Supplied records START
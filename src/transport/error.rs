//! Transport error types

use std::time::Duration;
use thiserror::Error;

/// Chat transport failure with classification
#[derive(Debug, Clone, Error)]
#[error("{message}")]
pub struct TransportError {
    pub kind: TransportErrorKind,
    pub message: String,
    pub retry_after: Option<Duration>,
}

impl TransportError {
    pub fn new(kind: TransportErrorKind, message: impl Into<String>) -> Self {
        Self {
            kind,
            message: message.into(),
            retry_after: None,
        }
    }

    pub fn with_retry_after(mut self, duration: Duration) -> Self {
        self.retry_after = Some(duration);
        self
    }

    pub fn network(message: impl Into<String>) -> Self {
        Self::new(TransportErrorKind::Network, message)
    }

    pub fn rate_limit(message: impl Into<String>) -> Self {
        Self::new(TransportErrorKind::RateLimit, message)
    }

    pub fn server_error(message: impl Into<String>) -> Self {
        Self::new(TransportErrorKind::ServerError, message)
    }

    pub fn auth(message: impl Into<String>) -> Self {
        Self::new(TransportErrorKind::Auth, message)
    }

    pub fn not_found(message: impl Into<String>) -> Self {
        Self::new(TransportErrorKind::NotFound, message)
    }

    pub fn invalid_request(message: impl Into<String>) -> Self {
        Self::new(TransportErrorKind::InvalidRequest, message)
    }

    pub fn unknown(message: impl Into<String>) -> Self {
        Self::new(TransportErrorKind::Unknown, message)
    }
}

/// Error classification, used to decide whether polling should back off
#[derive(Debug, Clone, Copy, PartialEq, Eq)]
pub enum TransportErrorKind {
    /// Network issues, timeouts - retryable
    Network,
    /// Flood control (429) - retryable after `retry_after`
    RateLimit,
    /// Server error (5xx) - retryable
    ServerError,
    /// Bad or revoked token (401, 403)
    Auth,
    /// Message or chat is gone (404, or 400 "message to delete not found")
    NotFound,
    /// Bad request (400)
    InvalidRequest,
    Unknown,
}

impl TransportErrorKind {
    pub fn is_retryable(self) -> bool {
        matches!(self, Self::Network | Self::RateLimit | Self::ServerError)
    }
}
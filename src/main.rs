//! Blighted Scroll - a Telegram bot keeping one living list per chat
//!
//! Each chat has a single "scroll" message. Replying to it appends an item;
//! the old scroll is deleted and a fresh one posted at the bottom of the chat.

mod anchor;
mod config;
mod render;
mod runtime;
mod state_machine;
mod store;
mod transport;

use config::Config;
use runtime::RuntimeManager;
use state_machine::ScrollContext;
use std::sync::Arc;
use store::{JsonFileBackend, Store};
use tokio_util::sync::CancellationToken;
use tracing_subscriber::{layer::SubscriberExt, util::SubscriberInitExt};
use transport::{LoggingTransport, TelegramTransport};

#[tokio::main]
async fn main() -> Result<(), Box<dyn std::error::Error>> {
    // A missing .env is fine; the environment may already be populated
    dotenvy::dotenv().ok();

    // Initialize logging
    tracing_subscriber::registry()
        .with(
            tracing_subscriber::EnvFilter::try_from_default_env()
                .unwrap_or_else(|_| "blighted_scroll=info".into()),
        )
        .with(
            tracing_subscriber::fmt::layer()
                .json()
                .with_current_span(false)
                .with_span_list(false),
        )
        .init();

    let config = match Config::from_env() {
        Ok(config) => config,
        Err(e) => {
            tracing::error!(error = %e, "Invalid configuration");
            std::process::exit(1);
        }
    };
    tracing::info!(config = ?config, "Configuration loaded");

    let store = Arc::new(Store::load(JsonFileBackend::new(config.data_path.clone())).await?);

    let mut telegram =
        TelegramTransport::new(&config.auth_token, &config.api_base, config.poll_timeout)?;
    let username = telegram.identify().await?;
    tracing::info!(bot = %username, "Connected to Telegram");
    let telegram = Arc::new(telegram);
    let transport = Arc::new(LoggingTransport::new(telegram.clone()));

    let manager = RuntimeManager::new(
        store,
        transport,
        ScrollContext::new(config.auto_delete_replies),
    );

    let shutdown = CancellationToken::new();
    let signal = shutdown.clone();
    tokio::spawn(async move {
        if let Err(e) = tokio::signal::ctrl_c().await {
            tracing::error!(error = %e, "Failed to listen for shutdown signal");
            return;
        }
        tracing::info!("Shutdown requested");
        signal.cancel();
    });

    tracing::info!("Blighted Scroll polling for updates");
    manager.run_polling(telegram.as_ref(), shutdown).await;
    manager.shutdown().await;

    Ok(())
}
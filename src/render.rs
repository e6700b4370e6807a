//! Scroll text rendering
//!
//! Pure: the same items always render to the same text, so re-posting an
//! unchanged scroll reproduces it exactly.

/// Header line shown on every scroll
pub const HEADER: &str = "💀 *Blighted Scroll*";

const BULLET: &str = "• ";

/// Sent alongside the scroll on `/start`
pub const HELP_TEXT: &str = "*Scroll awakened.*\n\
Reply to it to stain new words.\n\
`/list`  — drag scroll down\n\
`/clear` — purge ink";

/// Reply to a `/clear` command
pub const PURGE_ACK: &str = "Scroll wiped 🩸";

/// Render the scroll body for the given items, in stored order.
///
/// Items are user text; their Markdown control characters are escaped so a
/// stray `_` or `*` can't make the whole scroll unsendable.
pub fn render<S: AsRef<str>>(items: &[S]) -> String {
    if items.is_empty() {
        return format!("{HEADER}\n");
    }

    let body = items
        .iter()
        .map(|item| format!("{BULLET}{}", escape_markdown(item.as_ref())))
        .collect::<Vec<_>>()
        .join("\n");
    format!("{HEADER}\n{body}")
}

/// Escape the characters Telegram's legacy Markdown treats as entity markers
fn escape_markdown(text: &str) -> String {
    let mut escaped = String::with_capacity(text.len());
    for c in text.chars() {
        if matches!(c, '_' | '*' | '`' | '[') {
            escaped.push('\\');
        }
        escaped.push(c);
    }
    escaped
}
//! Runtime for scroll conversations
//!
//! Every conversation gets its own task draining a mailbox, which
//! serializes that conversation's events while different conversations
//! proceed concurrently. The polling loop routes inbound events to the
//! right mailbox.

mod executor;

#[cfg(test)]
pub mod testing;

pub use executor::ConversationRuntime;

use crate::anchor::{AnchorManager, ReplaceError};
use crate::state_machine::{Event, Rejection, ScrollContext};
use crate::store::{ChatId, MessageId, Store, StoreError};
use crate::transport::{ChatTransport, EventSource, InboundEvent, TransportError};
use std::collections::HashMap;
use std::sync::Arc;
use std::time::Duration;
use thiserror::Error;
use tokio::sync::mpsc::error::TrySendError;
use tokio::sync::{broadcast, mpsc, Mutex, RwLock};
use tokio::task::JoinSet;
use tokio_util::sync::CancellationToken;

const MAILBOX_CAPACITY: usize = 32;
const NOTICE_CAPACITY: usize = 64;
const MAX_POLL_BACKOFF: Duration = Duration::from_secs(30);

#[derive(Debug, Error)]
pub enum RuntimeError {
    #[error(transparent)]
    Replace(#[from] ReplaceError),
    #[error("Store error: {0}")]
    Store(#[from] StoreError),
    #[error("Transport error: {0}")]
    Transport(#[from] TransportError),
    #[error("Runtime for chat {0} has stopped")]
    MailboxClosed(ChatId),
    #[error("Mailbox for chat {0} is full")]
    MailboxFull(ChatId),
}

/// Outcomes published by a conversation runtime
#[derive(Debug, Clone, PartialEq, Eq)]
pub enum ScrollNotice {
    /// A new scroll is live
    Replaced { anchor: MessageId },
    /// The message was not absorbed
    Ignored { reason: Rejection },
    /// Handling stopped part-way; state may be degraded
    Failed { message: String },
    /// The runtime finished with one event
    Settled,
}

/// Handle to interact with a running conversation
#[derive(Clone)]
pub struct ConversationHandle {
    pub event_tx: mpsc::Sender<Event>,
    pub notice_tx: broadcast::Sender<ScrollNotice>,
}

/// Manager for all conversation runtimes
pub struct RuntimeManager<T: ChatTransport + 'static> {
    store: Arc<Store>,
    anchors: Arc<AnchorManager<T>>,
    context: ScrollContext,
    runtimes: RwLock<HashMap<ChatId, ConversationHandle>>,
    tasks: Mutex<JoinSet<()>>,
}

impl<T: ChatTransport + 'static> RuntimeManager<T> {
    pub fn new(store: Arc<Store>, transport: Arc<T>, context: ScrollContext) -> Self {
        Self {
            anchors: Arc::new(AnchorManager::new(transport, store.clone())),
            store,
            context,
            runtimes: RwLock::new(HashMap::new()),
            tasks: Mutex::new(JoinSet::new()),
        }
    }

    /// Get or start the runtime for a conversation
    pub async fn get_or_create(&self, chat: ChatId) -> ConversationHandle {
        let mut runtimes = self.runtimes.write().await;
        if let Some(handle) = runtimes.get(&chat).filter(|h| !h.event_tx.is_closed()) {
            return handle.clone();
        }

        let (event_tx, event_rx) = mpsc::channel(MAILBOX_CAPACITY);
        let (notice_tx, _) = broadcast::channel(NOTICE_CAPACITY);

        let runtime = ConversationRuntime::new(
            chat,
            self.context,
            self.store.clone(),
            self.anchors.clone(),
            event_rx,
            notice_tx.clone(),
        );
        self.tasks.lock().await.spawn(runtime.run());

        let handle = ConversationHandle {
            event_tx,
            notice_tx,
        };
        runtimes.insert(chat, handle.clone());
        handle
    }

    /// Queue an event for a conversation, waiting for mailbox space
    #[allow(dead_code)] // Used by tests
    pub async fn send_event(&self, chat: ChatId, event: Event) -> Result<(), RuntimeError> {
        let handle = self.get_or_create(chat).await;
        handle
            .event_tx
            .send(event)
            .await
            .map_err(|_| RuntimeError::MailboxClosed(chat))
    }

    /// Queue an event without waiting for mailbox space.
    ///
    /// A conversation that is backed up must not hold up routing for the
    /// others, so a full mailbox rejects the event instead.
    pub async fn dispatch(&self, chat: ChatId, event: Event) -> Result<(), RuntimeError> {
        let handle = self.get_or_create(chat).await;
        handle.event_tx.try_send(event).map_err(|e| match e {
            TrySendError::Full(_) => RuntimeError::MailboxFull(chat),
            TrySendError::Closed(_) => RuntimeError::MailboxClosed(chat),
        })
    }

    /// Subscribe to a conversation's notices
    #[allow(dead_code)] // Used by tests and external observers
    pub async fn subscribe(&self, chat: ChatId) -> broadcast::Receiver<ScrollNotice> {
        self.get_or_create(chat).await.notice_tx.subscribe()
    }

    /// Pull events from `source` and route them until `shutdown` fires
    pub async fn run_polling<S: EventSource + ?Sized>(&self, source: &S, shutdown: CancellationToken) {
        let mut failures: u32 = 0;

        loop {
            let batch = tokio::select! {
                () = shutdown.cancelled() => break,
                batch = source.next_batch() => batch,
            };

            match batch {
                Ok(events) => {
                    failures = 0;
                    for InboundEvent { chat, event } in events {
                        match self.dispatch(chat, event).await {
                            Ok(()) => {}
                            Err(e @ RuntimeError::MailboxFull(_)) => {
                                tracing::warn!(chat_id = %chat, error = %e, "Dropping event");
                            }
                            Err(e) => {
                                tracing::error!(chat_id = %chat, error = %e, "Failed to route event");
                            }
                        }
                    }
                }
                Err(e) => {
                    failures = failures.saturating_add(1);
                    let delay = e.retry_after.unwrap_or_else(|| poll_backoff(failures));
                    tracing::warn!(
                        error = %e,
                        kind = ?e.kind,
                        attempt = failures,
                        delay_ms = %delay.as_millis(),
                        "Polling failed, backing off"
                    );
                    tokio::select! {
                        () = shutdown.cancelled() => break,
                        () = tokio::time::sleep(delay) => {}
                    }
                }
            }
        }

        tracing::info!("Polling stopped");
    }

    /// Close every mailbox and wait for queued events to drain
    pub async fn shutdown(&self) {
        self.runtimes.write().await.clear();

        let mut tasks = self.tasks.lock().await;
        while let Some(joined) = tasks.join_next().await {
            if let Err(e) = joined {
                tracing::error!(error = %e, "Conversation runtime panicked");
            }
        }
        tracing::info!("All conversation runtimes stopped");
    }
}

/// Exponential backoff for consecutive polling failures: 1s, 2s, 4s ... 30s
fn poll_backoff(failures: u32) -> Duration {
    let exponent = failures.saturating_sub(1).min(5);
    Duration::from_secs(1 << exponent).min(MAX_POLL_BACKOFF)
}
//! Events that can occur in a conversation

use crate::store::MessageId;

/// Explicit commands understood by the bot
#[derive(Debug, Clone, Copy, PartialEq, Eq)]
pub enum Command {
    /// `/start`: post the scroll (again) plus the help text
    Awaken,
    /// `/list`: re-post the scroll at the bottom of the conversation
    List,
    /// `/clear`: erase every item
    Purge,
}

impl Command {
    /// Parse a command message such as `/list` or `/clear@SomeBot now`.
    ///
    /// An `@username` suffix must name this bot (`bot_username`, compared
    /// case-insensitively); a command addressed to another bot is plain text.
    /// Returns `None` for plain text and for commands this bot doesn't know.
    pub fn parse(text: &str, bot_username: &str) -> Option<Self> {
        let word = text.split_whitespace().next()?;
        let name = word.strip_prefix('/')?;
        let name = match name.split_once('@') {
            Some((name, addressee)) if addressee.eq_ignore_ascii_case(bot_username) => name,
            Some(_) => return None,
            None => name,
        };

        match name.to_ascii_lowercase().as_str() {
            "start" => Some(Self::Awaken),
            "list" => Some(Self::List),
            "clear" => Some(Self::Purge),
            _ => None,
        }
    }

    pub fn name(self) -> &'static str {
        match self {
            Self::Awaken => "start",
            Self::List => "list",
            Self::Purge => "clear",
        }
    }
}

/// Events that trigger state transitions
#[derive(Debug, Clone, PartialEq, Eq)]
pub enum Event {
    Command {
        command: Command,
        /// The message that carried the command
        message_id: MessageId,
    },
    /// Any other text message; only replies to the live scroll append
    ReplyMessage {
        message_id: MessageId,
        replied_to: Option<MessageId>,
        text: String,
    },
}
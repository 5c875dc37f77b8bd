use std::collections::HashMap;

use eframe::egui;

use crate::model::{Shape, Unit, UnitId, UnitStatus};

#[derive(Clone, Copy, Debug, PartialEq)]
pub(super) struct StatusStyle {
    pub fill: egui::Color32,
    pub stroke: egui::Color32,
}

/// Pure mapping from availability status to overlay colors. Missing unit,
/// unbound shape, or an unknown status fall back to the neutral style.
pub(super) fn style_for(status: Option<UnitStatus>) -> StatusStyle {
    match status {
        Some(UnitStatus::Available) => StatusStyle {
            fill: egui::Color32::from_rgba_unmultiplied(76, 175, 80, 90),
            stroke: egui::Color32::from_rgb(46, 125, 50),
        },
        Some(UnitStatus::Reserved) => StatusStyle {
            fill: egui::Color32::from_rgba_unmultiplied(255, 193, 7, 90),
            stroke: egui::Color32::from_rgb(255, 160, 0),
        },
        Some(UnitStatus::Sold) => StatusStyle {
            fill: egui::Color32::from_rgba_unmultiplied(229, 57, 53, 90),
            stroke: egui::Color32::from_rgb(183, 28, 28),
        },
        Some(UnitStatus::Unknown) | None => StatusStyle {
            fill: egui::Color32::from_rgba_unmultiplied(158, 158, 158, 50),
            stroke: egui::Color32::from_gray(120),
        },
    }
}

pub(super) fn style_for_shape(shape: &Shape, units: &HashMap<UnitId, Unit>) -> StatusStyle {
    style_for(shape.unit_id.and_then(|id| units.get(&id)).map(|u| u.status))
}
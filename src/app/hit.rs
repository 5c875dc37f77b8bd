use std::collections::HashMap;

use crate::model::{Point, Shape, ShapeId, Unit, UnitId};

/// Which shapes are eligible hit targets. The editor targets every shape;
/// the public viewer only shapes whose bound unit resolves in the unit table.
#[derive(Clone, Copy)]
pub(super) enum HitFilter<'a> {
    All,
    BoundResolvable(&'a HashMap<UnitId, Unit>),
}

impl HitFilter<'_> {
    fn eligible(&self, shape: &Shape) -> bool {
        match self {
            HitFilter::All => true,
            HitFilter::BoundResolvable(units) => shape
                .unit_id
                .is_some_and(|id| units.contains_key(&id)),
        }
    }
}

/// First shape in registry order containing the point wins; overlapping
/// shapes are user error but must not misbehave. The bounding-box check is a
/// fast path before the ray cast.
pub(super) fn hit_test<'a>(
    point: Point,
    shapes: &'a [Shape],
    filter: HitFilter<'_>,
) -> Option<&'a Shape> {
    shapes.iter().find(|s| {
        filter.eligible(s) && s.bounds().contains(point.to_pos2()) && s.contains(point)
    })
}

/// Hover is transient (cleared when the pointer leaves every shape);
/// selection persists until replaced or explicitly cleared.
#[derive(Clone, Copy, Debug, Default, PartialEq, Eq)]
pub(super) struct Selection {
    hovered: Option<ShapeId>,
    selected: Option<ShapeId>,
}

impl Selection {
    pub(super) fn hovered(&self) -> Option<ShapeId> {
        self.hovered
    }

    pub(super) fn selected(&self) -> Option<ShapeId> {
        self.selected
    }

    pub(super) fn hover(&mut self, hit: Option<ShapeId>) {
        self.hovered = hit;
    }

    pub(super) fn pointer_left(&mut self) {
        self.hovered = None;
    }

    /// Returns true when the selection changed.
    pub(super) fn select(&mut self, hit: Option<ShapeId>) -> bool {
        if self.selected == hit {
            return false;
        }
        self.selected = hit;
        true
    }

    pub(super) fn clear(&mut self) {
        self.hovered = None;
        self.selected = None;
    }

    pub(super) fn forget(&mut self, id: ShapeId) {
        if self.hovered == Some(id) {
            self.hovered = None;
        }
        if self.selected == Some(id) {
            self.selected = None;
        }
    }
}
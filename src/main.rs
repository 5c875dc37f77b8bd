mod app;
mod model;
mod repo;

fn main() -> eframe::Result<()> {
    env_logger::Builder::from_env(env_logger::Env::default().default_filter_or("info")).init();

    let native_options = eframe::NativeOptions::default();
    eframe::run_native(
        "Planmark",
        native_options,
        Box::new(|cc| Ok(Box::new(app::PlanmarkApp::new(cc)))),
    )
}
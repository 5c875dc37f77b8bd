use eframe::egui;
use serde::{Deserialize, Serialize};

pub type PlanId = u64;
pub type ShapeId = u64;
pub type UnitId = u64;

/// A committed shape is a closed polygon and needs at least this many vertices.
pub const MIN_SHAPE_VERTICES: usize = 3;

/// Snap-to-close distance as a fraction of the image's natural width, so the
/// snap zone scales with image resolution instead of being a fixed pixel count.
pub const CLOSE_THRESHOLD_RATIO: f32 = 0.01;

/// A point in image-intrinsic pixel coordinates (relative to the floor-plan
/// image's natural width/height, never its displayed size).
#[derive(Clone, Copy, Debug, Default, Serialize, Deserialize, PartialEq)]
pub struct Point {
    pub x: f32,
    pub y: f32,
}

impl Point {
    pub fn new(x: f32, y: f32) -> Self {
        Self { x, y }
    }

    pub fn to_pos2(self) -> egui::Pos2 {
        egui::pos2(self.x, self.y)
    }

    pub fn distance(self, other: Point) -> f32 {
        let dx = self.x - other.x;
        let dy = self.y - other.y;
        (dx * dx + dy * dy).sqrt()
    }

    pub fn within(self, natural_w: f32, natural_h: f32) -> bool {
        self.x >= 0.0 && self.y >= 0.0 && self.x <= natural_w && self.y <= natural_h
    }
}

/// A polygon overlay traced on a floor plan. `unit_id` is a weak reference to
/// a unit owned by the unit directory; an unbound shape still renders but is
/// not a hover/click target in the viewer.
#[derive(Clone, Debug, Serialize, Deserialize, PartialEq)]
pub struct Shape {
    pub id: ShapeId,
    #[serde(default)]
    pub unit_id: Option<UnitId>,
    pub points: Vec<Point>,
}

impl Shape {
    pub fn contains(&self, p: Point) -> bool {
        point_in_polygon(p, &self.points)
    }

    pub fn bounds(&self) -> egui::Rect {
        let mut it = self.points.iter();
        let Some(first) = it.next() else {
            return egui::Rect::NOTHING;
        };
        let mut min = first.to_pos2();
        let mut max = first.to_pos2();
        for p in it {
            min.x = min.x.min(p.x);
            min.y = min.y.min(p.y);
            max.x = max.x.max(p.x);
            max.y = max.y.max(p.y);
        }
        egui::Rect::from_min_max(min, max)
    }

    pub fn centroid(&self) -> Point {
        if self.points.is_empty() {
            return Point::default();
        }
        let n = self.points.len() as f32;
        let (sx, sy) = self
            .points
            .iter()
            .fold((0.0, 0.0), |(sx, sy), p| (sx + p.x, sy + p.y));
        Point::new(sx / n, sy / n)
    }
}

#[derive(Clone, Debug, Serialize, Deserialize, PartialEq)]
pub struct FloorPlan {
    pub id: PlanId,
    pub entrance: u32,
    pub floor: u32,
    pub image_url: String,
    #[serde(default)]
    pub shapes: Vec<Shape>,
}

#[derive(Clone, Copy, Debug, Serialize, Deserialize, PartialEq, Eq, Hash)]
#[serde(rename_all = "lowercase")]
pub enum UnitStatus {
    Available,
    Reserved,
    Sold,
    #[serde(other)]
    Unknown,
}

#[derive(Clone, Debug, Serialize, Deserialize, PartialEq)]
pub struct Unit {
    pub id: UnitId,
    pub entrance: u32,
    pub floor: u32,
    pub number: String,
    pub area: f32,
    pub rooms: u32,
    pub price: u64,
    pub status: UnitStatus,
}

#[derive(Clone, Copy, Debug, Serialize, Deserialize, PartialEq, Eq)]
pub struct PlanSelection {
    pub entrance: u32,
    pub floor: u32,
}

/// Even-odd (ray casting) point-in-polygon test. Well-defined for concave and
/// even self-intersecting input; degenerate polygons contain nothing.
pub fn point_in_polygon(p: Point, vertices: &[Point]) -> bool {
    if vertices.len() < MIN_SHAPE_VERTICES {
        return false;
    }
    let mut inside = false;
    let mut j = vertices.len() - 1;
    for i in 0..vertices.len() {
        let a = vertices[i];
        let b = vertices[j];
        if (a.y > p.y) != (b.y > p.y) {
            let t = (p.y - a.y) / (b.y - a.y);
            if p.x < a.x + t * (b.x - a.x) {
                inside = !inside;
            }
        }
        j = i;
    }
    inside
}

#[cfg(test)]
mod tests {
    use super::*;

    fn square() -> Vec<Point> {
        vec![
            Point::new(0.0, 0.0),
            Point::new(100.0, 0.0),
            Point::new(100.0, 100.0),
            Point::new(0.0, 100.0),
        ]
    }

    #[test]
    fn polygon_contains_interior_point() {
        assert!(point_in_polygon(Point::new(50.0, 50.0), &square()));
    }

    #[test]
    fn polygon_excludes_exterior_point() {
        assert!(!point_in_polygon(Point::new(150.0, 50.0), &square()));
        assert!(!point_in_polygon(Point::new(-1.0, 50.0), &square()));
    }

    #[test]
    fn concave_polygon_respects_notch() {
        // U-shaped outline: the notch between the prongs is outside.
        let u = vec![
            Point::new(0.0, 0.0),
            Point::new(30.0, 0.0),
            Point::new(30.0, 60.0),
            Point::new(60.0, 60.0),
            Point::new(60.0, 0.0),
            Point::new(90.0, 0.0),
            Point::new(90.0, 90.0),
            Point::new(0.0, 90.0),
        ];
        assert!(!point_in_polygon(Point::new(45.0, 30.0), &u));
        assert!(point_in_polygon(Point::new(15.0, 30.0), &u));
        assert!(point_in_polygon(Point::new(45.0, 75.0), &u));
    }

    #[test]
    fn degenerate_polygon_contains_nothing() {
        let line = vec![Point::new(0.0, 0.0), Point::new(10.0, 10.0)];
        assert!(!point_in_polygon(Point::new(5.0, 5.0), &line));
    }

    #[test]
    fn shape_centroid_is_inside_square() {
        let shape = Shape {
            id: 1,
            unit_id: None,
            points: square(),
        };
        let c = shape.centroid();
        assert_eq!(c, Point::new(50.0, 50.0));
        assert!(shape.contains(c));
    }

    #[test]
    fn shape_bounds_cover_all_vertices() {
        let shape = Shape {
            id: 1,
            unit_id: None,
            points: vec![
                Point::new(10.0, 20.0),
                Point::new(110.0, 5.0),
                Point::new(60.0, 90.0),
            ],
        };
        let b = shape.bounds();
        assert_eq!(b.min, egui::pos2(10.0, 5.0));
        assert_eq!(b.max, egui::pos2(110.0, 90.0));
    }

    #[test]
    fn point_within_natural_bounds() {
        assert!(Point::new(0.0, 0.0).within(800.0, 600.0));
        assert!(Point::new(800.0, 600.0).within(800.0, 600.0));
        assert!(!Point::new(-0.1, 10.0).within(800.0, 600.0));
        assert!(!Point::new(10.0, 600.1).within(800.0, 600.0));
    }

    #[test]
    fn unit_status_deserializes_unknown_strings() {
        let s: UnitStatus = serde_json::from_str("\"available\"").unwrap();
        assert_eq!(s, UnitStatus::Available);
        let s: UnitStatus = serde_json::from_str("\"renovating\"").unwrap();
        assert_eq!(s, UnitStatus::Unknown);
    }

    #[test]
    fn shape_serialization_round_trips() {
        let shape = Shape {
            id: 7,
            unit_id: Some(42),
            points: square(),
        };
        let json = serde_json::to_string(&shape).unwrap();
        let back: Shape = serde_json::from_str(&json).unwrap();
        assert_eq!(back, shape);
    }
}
Supplied records END
Write out exactly the lines above from the line with "a conversation runtime" through the line with "return handle.clone();", both of them included, and leave out all other lines.

/// Outcomes published by a conversation runtime
#[derive(Debug, Clone, PartialEq, Eq)]
pub enum ScrollNotice {
    /// A new scroll is live
    Replaced { anchor: MessageId },
    /// The message was not absorbed
    Ignored { reason: Rejection },
    /// Handling stopped part-way; state may be degraded
    Failed { message: String },
    /// The runtime finished with one event
    Settled,
}

/// Handle to interact with a running conversation
#[derive(Clone)]
pub struct ConversationHandle {
    pub event_tx: mpsc::Sender<Event>,
    pub notice_tx: broadcast::Sender<ScrollNotice>,
}

/// Manager for all conversation runtimes
pub struct RuntimeManager<T: ChatTransport + 'static> {
    store: Arc<Store>,
    anchors: Arc<AnchorManager<T>>,
    context: ScrollContext,
    runtimes: RwLock<HashMap<ChatId, ConversationHandle>>,
    tasks: Mutex<JoinSet<()>>,
}

impl<T: ChatTransport + 'static> RuntimeManager<T> {
    pub fn new(store: Arc<Store>, transport: Arc<T>, context: ScrollContext) -> Self {
        Self {
            anchors: Arc::new(AnchorManager::new(transport, store.clone())),
            store,
            context,
            runtimes: RwLock::new(HashMap::new()),
            tasks: Mutex::new(JoinSet::new()),
        }
    }

    /// Get or start the runtime for a conversation
    pub async fn get_or_create(&self, chat: ChatId) -> ConversationHandle {
        let mut runtimes = self.runtimes.write().await;
        if let Some(handle) = runtimes.get(&chat).filter(|h| !h.event_tx.is_closed()) {
            return handle.clone();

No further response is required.